Curator’s Tour of the Exhibition They Began to Talk
As a part of the finissage of the international contemporary art exhibition They Began to Talk, curator Ann Mirjam Vaikla will lead a guided tour of the exhibition. The exhibition takes the intertwinement of the body and the environment as its point of departure, in an era marked by rapid environmental change and inequality.
Sudden changes in the physical environment, often caused by human activity, can evoke mental suffering in land-based communities. Stored in the body, this trauma is passed on to future generations, who perceive it as an interruption in their relationship with their surroundings. The exhibition brings together the practices of artists working in this region with those from indigenous communities in the Nordic countries, exploring the possibility of recovering and cultivating a sense of connection.
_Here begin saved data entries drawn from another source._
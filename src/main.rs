//! Plankton entry point
//!
//! The wasm build runs the game loop in the browser. The native build is
//! the local server that serves the page and stores edited levels.

#[cfg(target_arch = "wasm32")]
use wasm_bindgen::prelude::*;

#[cfg(target_arch = "wasm32")]
mod wasm_game {
    use std::cell::RefCell;
    use std::rc::Rc;

    use glam::Vec2;
    use wasm_bindgen::prelude::*;
    use web_sys::{HtmlCanvasElement, KeyboardEvent, MouseEvent, TouchEvent};

    use plankton::consts::TICK;
    use plankton::persistence::web;
    use plankton::platform::{Pointer, command_for_key};
    use plankton::{Frame, Game, Settings};

    // Hands each frame's flat arrays to the page's WebGL renderer
    #[wasm_bindgen(inline_js = "
        export function submit_frame(blocks, lines, clip_from_world, world_from_clip, time) {
            const renderer = globalThis.PLANKTON_RENDERER;
            if (renderer) {
                renderer.draw({ blocks, lines, clip_from_world, world_from_clip, time });
            }
        }
    ")]
    extern "C" {
        fn submit_frame(
            blocks: &[f32],
            lines: &[f32],
            clip_from_world: &[f32],
            world_from_clip: &[f32],
            time: f32,
        );
    }

    fn submit(frame: &Frame) {
        submit_frame(
            bytemuck::cast_slice(&frame.blocks),
            bytemuck::cast_slice(&frame.lines),
            &frame.clip_from_world,
            &frame.world_from_clip,
            frame.time,
        );
    }

    pub fn run() {
        console_error_panic_hook::set_once();
        console_log::init_with_level(log::Level::Info).expect("Failed to init logger");

        log::info!("Plankton starting...");

        let window = web_sys::window().expect("no window");
        let document = window.document().expect("no document");

        let canvas: HtmlCanvasElement = document
            .get_element_by_id("canvas")
            .expect("no canvas")
            .dyn_into()
            .expect("not a canvas");
        resize_canvas(&canvas);

        let settings = Settings::load();
        let seed = js_sys::Date::now() as u64;
        let game = Rc::new(RefCell::new(Game::new(settings, seed)));
        log::info!("Game initialized with seed: {}", seed);

        web::spawn_load(game.clone());
        setup_input_handlers(&canvas, game.clone());

        request_animation_frame(game, canvas, None);

        log::info!("Plankton running!");
    }

    /// Match the backing store to the displayed size
    fn resize_canvas(canvas: &HtmlCanvasElement) {
        let Some(window) = web_sys::window() else {
            return;
        };
        let dpr = window.device_pixel_ratio();
        let width = (canvas.client_width() as f64 * dpr).round() as u32;
        let height = (canvas.client_height() as f64 * dpr).round() as u32;
        if canvas.width() != width || canvas.height() != height {
            canvas.set_width(width);
            canvas.set_height(height);
        }
    }

    fn normalized(canvas: &HtmlCanvasElement, x: i32, y: i32) -> Option<Vec2> {
        let rect = canvas.get_bounding_client_rect();
        Pointer::normalize(
            Vec2::new(x as f32, y as f32),
            Vec2::new(rect.left() as f32, rect.top() as f32),
            Vec2::new(rect.width() as f32, rect.height() as f32),
        )
    }

    fn setup_input_handlers(canvas: &HtmlCanvasElement, game: Rc<RefCell<Game>>) {
        let window = web_sys::window().expect("no window");

        // Mouse move
        {
            let game = game.clone();
            let canvas_clone = canvas.clone();
            let closure = Closure::<dyn FnMut(_)>::new(move |event: MouseEvent| {
                let p = normalized(&canvas_clone, event.client_x(), event.client_y());
                game.borrow_mut().pointer_moved(p);
            });
            let _ = window
                .add_event_listener_with_callback("mousemove", closure.as_ref().unchecked_ref());
            closure.forget();
        }

        // Mouse down: click for the editor, wing for the plankton
        {
            let game = game.clone();
            let canvas_clone = canvas.clone();
            let closure = Closure::<dyn FnMut(_)>::new(move |event: MouseEvent| {
                event.prevent_default();
                let p = normalized(&canvas_clone, event.client_x(), event.client_y());
                let mut g = game.borrow_mut();
                g.pointer_moved(p);
                g.pointer_down(event.shift_key());
            });
            let _ = canvas
                .add_event_listener_with_callback("mousedown", closure.as_ref().unchecked_ref());
            closure.forget();
        }

        // Mouse up
        {
            let game = game.clone();
            let closure = Closure::<dyn FnMut(_)>::new(move |_event: MouseEvent| {
                game.borrow_mut().pointer_up();
            });
            let _ = window
                .add_event_listener_with_callback("mouseup", closure.as_ref().unchecked_ref());
            closure.forget();
        }

        // Touch start
        {
            let game = game.clone();
            let canvas_clone = canvas.clone();
            let closure = Closure::<dyn FnMut(_)>::new(move |event: TouchEvent| {
                event.prevent_default();
                if let Some(touch) = event.touches().get(0) {
                    let p = normalized(&canvas_clone, touch.client_x(), touch.client_y());
                    let mut g = game.borrow_mut();
                    g.pointer_moved(p);
                    g.pointer_down(false);
                }
            });
            let _ = canvas
                .add_event_listener_with_callback("touchstart", closure.as_ref().unchecked_ref());
            closure.forget();
        }

        // Touch move
        {
            let game = game.clone();
            let canvas_clone = canvas.clone();
            let closure = Closure::<dyn FnMut(_)>::new(move |event: TouchEvent| {
                event.prevent_default();
                if let Some(touch) = event.touches().get(0) {
                    let p = normalized(&canvas_clone, touch.client_x(), touch.client_y());
                    game.borrow_mut().pointer_moved(p);
                }
            });
            let _ = canvas
                .add_event_listener_with_callback("touchmove", closure.as_ref().unchecked_ref());
            closure.forget();
        }

        // Touch end: the pointer leaves with the finger
        {
            let game = game.clone();
            let closure = Closure::<dyn FnMut(_)>::new(move |_event: TouchEvent| {
                game.borrow_mut().pointer_left();
            });
            let _ = canvas
                .add_event_listener_with_callback("touchend", closure.as_ref().unchecked_ref());
            closure.forget();
        }

        // Keyboard
        {
            let closure = Closure::<dyn FnMut(_)>::new(move |event: KeyboardEvent| {
                if event.repeat() {
                    return;
                }
                if let Some(cmd) = command_for_key(&event.code(), event.shift_key()) {
                    event.prevent_default();
                    game.borrow_mut().command(cmd);
                }
            });
            let _ = window
                .add_event_listener_with_callback("keydown", closure.as_ref().unchecked_ref());
            closure.forget();
        }
    }

    fn request_animation_frame(game: Rc<RefCell<Game>>, canvas: HtmlCanvasElement, prev: Option<f64>) {
        let Some(window) = web_sys::window() else {
            return;
        };
        let closure = Closure::once(move |time: f64| {
            game_loop(game, canvas, prev, time);
        });
        let _ = window.request_animation_frame(closure.as_ref().unchecked_ref());
        closure.forget();
    }

    fn game_loop(game: Rc<RefCell<Game>>, canvas: HtmlCanvasElement, prev: Option<f64>, time: f64) {
        let elapsed = prev.map_or(TICK, |p| ((time - p) / 1000.0) as f32);

        resize_canvas(&canvas);
        let aspect = canvas.client_width() as f32 / canvas.client_height().max(1) as f32;

        let (frame, outgoing) = {
            let mut g = game.borrow_mut();
            let frame = g.frame(elapsed, aspect);
            (frame, g.take_save())
        };
        submit(&frame);

        if let Some(body) = outgoing {
            web::spawn_save(game.clone(), body);
        }

        request_animation_frame(game, canvas, Some(time));
    }
}

#[cfg(target_arch = "wasm32")]
#[wasm_bindgen(start)]
pub fn wasm_main() {
    wasm_game::run();
}

#[cfg(not(target_arch = "wasm32"))]
fn main() {
    use clap::Parser;
    use plankton::server::{ServerConfig, run};

    env_logger::init();
    let config = ServerConfig::parse();
    log::info!("Plankton save server starting...");

    if let Err(e) = run(&config) {
        log::error!("Server stopped: {}", e);
        std::process::exit(1);
    }
}

#[cfg(target_arch = "wasm32")]
fn main() {
    // WASM entry point is wasm_main, this is just to satisfy the compiler
}
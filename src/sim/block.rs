//! Terrain blocks
//!
//! A block is a rounded box with a category, a pose, and a noise seed. Its
//! distance field is roughened with procedural noise, so it is only
//! "distance-like": fine for thresholding and smooth blending, not for
//! exact ray marching.

use std::fmt;

use glam::Vec2;
use serde::{Deserialize, Serialize};

use super::sdf::{noise, sd_rounded_box};
use crate::consts::MIN_RADIUS;
use crate::fract;

/// Terrain category of a block
#[derive(Debug, Clone, Copy, PartialEq, Eq, Hash, Serialize, Deserialize)]
#[serde(try_from = "u8", into = "u8")]
pub enum BlockMode {
    Ground,
    Cave,
    Water,
    /// Water with periodic gaps drifting along its length
    WaterPulses,
}

impl BlockMode {
    pub const ALL: [BlockMode; 4] = [
        BlockMode::Ground,
        BlockMode::Cave,
        BlockMode::Water,
        BlockMode::WaterPulses,
    ];

    /// Both water modes share one field
    pub fn is_water(&self) -> bool {
        matches!(self, BlockMode::Water | BlockMode::WaterPulses)
    }

    /// Next mode in editor cycling order
    pub fn next(&self) -> Self {
        match self {
            BlockMode::Ground => BlockMode::Cave,
            BlockMode::Cave => BlockMode::Water,
            BlockMode::Water => BlockMode::WaterPulses,
            BlockMode::WaterPulses => BlockMode::Ground,
        }
    }
}

impl From<BlockMode> for u8 {
    fn from(mode: BlockMode) -> u8 {
        match mode {
            BlockMode::Ground => 0,
            BlockMode::Cave => 1,
            BlockMode::Water => 2,
            BlockMode::WaterPulses => 3,
        }
    }
}

/// Mode integer outside the known range
#[derive(Debug, Clone, Copy, PartialEq, Eq)]
pub struct UnknownMode(pub u8);

impl fmt::Display for UnknownMode {
    fn fmt(&self, f: &mut fmt::Formatter<'_>) -> fmt::Result {
        write!(f, "unknown block mode {}", self.0)
    }
}

impl TryFrom<u8> for BlockMode {
    type Error = UnknownMode;

    fn try_from(value: u8) -> Result<Self, Self::Error> {
        match value {
            0 => Ok(BlockMode::Ground),
            1 => Ok(BlockMode::Cave),
            2 => Ok(BlockMode::Water),
            3 => Ok(BlockMode::WaterPulses),
            other => Err(UnknownMode(other)),
        }
    }
}

/// Stable identity of a block within a `World`
#[derive(Debug, Clone, Copy, PartialEq, Eq, PartialOrd, Ord, Hash)]
pub struct BlockId(pub u32);

/// A single terrain primitive
///
/// `right`/`up` are derived from `angle` and refreshed by every setter, so
/// fields are only reachable through accessors.
#[derive(Debug, Clone, PartialEq)]
pub struct Block {
    id: BlockId,
    mode: BlockMode,
    at: Vec2,
    angle: f32,
    radii: Vec2,
    round: f32,
    seed: f32,
    right: Vec2,
    up: Vec2,
}

impl Block {
    /// Create a block; `radii` and `round` are clamped to their minimums.
    /// The id is a placeholder until the block is inserted into a world.
    pub fn new(mode: BlockMode, at: Vec2, angle: f32, radii: Vec2, round: f32, seed: f32) -> Self {
        let mut block = Self {
            id: BlockId(0),
            mode,
            at,
            angle,
            radii: radii.max(Vec2::splat(MIN_RADIUS)),
            round: round.max(0.0),
            seed,
            right: Vec2::X,
            up: Vec2::Y,
        };
        block.update_frame();
        block
    }

    fn update_frame(&mut self) {
        self.right = Vec2::from_angle(self.angle);
        self.up = self.right.perp();
    }

    pub fn id(&self) -> BlockId {
        self.id
    }

    pub(crate) fn set_id(&mut self, id: BlockId) {
        self.id = id;
    }

    pub fn mode(&self) -> BlockMode {
        self.mode
    }

    pub fn at(&self) -> Vec2 {
        self.at
    }

    pub fn angle(&self) -> f32 {
        self.angle
    }

    pub fn radii(&self) -> Vec2 {
        self.radii
    }

    pub fn round(&self) -> f32 {
        self.round
    }

    pub fn seed(&self) -> f32 {
        self.seed
    }

    pub fn right(&self) -> Vec2 {
        self.right
    }

    pub fn up(&self) -> Vec2 {
        self.up
    }

    pub fn set_mode(&mut self, mode: BlockMode) {
        self.mode = mode;
    }

    pub fn set_at(&mut self, at: Vec2) {
        self.at = at;
        self.update_frame();
    }

    pub fn set_angle(&mut self, angle: f32) {
        self.angle = angle;
        self.update_frame();
    }

    /// Set half-extents, each clamped to `MIN_RADIUS`
    pub fn set_radii(&mut self, radii: Vec2) {
        self.radii = radii.max(Vec2::splat(MIN_RADIUS));
        self.update_frame();
    }

    /// Set corner rounding, clamped to be non-negative
    pub fn set_round(&mut self, round: f32) {
        self.round = round.max(0.0);
        self.update_frame();
    }

    pub fn set_seed(&mut self, seed: f32) {
        self.seed = seed;
    }

    /// Rounding actually used by the field: never more than the smaller
    /// half-extent, which would turn the box inside out
    pub fn effective_round(&self) -> f32 {
        self.round.min(self.radii.min_element())
    }

    /// World point into the block's rotated frame
    #[inline]
    pub fn to_local(&self, point: Vec2) -> Vec2 {
        let d = point - self.at;
        Vec2::new(d.dot(self.right), d.dot(self.up))
    }

    /// Local point back into world space
    #[inline]
    pub fn to_world(&self, local: Vec2) -> Vec2 {
        self.at + self.right * local.x + self.up * local.y
    }

    /// Pick test against the plain (unrounded) box in local space
    pub fn hovered(&self, local: Vec2) -> bool {
        local.x.abs() < self.radii.x && local.y.abs() < self.radii.y
    }

    /// Distance-like field value at `point`; negative inside
    pub fn sample(&self, point: Vec2, time: f32) -> f32 {
        let local = self.to_local(point);
        let round = self.effective_round();
        let seed = self.seed * 16.0;

        let mut dis = sd_rounded_box(local, self.radii, round);

        if self.mode == BlockMode::WaterPulses {
            let spacing = 2.0 * self.radii.y;
            let wrap = (fract(local.x / spacing + fract(time / 10.0)) - 0.5) * spacing;
            let gap = sd_rounded_box(Vec2::new(wrap, local.y), Vec2::splat(self.radii.y), round);
            dis = dis.max(gap);
        }

        dis += 0.2 * (noise(local / 1.5 + Vec2::splat(seed), 0.0) + 1.0);
        dis += 0.1 * (noise(local / 0.7 - Vec2::splat(5.0) + Vec2::splat(seed), 0.0) + 1.0);

        if self.mode.is_water() {
            let phase = time * std::f32::consts::TAU + seed;
            dis += 0.05 * noise(local / 0.3, phase);
        }

        dis
    }

    /// The four corners of the unrounded box, counter-clockwise
    pub fn corners(&self) -> [Vec2; 4] {
        let r = self.radii;
        [
            self.to_world(Vec2::new(-r.x, -r.y)),
            self.to_world(Vec2::new(r.x, -r.y)),
            self.to_world(Vec2::new(r.x, r.y)),
            self.to_world(Vec2::new(-r.x, r.y)),
        ]
    }
}
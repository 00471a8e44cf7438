//! Reversible gesture actions
//!
//! An action snapshots its targets when the gesture starts, rewrites their
//! live fields from that snapshot on every pointer update, and either
//! commits (snapshot dropped) or cancels (snapshot restored).

use glam::Vec2;

use crate::normalize_angle;
use crate::sim::{BlockId, World};

/// Pre-gesture state of one target
#[derive(Debug, Clone, Copy, PartialEq)]
struct Snapshot {
    id: BlockId,
    at: Vec2,
    angle: f32,
    radii: Vec2,
    round: f32,
}

/// Shared gesture bookkeeping
#[derive(Debug, Clone, PartialEq)]
pub struct Gesture {
    /// Pointer position when the gesture began
    start: Vec2,
    /// Centroid of the targets' starting positions
    pivot: Vec2,
    targets: Vec<Snapshot>,
}

impl Gesture {
    fn capture(world: &World, ids: &[BlockId], pointer: Vec2) -> Option<Self> {
        let targets: Vec<Snapshot> = ids
            .iter()
            .filter_map(|&id| world.block(id))
            .map(|b| Snapshot {
                id: b.id(),
                at: b.at(),
                angle: b.angle(),
                radii: b.radii(),
                round: b.round(),
            })
            .collect();
        if targets.is_empty() {
            return None;
        }
        let pivot = targets.iter().map(|s| s.at).sum::<Vec2>() / targets.len() as f32;
        Some(Self {
            start: pointer,
            pivot,
            targets,
        })
    }
}

/// Which gesture a new action performs
#[derive(Debug, Clone, Copy, PartialEq, Eq)]
pub enum ActionKind {
    Grab,
    Rotate,
    /// Resize half-extents, or corner rounding when `round` is set
    Resize { round: bool },
}

/// A live editor gesture
#[derive(Debug, Clone, PartialEq)]
pub enum Action {
    Grab(Gesture),
    Rotate(Gesture),
    Resize { gesture: Gesture, round: bool },
}

impl Action {
    /// Start a gesture on `ids`; `None` if none of them exist
    pub fn begin(kind: ActionKind, world: &World, ids: &[BlockId], pointer: Vec2) -> Option<Self> {
        let gesture = Gesture::capture(world, ids, pointer)?;
        Some(match kind {
            ActionKind::Grab => Action::Grab(gesture),
            ActionKind::Rotate => Action::Rotate(gesture),
            ActionKind::Resize { round } => Action::Resize { gesture, round },
        })
    }

    pub fn kind(&self) -> ActionKind {
        match self {
            Action::Grab(_) => ActionKind::Grab,
            Action::Rotate(_) => ActionKind::Rotate,
            Action::Resize { round, .. } => ActionKind::Resize { round: *round },
        }
    }

    fn gesture(&self) -> &Gesture {
        match self {
            Action::Grab(g) | Action::Rotate(g) => g,
            Action::Resize { gesture, .. } => gesture,
        }
    }

    /// Blocks this action is moving
    pub fn targets(&self) -> impl Iterator<Item = BlockId> + '_ {
        self.gesture().targets.iter().map(|s| s.id)
    }

    /// Recompute every target from its snapshot and the pointer
    pub fn update(&self, world: &mut World, pointer: Vec2) {
        let g = self.gesture();
        for snap in &g.targets {
            let Some(block) = world.block_mut(snap.id) else {
                continue;
            };
            match self {
                Action::Grab(_) => {
                    block.set_at(snap.at + (pointer - g.start));
                }
                Action::Rotate(_) => {
                    let from = g.start - g.pivot;
                    let to = pointer - g.pivot;
                    let delta = to.y.atan2(to.x) - from.y.atan2(from.x);
                    let rot = Vec2::from_angle(delta);
                    block.set_at(g.pivot + rot.rotate(snap.at - g.pivot));
                    block.set_angle(normalize_angle(snap.angle + delta));
                }
                Action::Resize { round, .. } => {
                    let delta = (pointer - g.pivot).length() - (g.start - g.pivot).length();
                    if *round {
                        block.set_round(snap.round + delta);
                    } else {
                        block.set_radii(snap.radii + Vec2::splat(delta));
                    }
                }
            }
        }
    }

    /// Put every target back exactly as it was
    pub fn cancel(self, world: &mut World) {
        for snap in &self.gesture().targets {
            if let Some(block) = world.block_mut(snap.id) {
                block.set_at(snap.at);
                block.set_angle(snap.angle);
                block.set_radii(snap.radii);
                block.set_round(snap.round);
            }
        }
    }

    /// Apply the final pointer position and drop the snapshot
    pub fn commit(self, world: &mut World, pointer: Vec2) {
        self.update(world, pointer);
    }
}
//! Plankton - a flight toy over signed-distance terrain
//!
//! Core modules:
//! - `sim`: Terrain blocks, aggregate field sampling, plankton flight
//! - `editor`: Selection and reversible Grab/Rotate/Resize gestures
//! - `persistence`: World document schema and single-flight saving
//! - `renderer`: GPU-ready block params and overlay line lists
//! - `platform`: Pointer state and key decoding
//! - `game`: The per-frame context tying it all together

pub mod camera;
pub mod editor;
pub mod game;
pub mod persistence;
pub mod platform;
pub mod renderer;
#[cfg(not(target_arch = "wasm32"))]
pub mod server;
pub mod settings;
pub mod sim;

pub use game::{Frame, Game};
pub use settings::Settings;

/// Game configuration constants
pub mod consts {
    /// Fixed simulation timestep (60 Hz)
    pub const TICK: f32 = 1.0 / 60.0;
    /// Longest frame the simulation will catch up on (tab stalls etc.)
    pub const MAX_FRAME_DT: f32 = 0.1;

    /// Blend radius for combining blocks of one category
    pub const SMOOTH_K: f32 = 0.2;
    /// Field value used when a category has no blocks ("far outside")
    pub const FAR_FIELD: f32 = 10.0;
    /// Animation clock period, seconds. Every periodic effect divides it.
    pub const TIME_LOOP: f32 = 300.0;

    /// Smallest half-extent the editor will produce
    pub const MIN_RADIUS: f32 = 0.5;
    /// Size of the block array in the terrain shader
    pub const MAX_SHADER_BLOCKS: usize = 100;

    /// Where the plankton reappears after falling through the floor
    pub const RECOVERY_POINT: [f32; 2] = [10.0, 10.0];

    /// Resource path the world document is fetched from and saved to
    pub const WORLD_PATH: &str = "/world.json";
}

/// Normalized angle to [-π, π)
#[inline]
pub fn normalize_angle(mut angle: f32) -> f32 {
    use std::f32::consts::PI;
    while angle >= PI {
        angle -= 2.0 * PI;
    }
    while angle < -PI {
        angle += 2.0 * PI;
    }
    angle
}

/// Shader-style fractional part, always in [0, 1) (unlike `f32::fract`)
#[inline]
pub fn fract(x: f32) -> f32 {
    x - x.floor()
}

#[cfg(test)]
mod tests {
    use super::*;

    #[test]
    fn test_fract_negative() {
        assert!((fract(-0.25) - 0.75).abs() < 1e-6);
        assert!((fract(2.5) - 0.5).abs() < 1e-6);
    }

    #[test]
    fn test_normalize_angle() {
        use std::f32::consts::PI;
        assert!((normalize_angle(3.0 * PI) + PI).abs() < 1e-5);
        assert!((normalize_angle(-0.5) + 0.5).abs() < 1e-6);
    }
}
//! Rendering boundary
//!
//! Terrain is drawn by a fragment shader that evaluates the block fields per
//! pixel; the overlay is a plain line list. This module only produces the
//! flat arrays both draws consume, so it has no GPU dependency and is fully
//! testable on the host.

pub mod blocks;
pub mod lines;
pub mod vertex;

pub use blocks::{BlockParams, pack_blocks};
pub use lines::LineList;
pub use vertex::{Vertex, colors};
//! World persistence
//!
//! Features:
//! - JSON document schema with per-record validation
//! - Single-flight save coalescing (`SaveQueue`)
//! - GET/PUT transport via `fetch` (wasm only)

pub mod document;
pub mod error;
pub mod save;
#[cfg(target_arch = "wasm32")]
pub mod web;

pub use document::{BlockRecord, WorldDocument};
pub use error::PersistError;
pub use save::{SaveQueue, SaveState};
Vaikla writes in the essay Beyond the Death-Driven Imaginary, published in the exhibition catalogue:
/…/ Environmental trauma, or body-land trauma, goes beyond a one-off event in the past: it can become a centuries-long process, manifested in the silence that prevails over entire communities, and in their inability to face the challenges of the present moment. The trauma that surfaces through repetition prompts a search to understand what our pain-ridden bodies might talk about. /…/
They Began to Talk continues the Kumu Contemporary Art Gallery’s programme of exhibitions on environmental themes, which began in 2023 with Art in the Age of the Anthropocene.
This is an international group exhibition featuring artworks by the following artists: Pia Arke, Eglė Budvytytė, Merike Estna, Sofia Filippou & Eline Selgis, John Grzinich, Joanna Kalm, Johann Köler, Ruth Maclennan, Outi Pieski & Biret Haarla Pieski & Gáddjá Haarla Pieski, Mia Tamme, Sasha Tishkov and Vive Tolli
The Curator’s Tour is a part of the public programme of the exhibition They Began to Talk.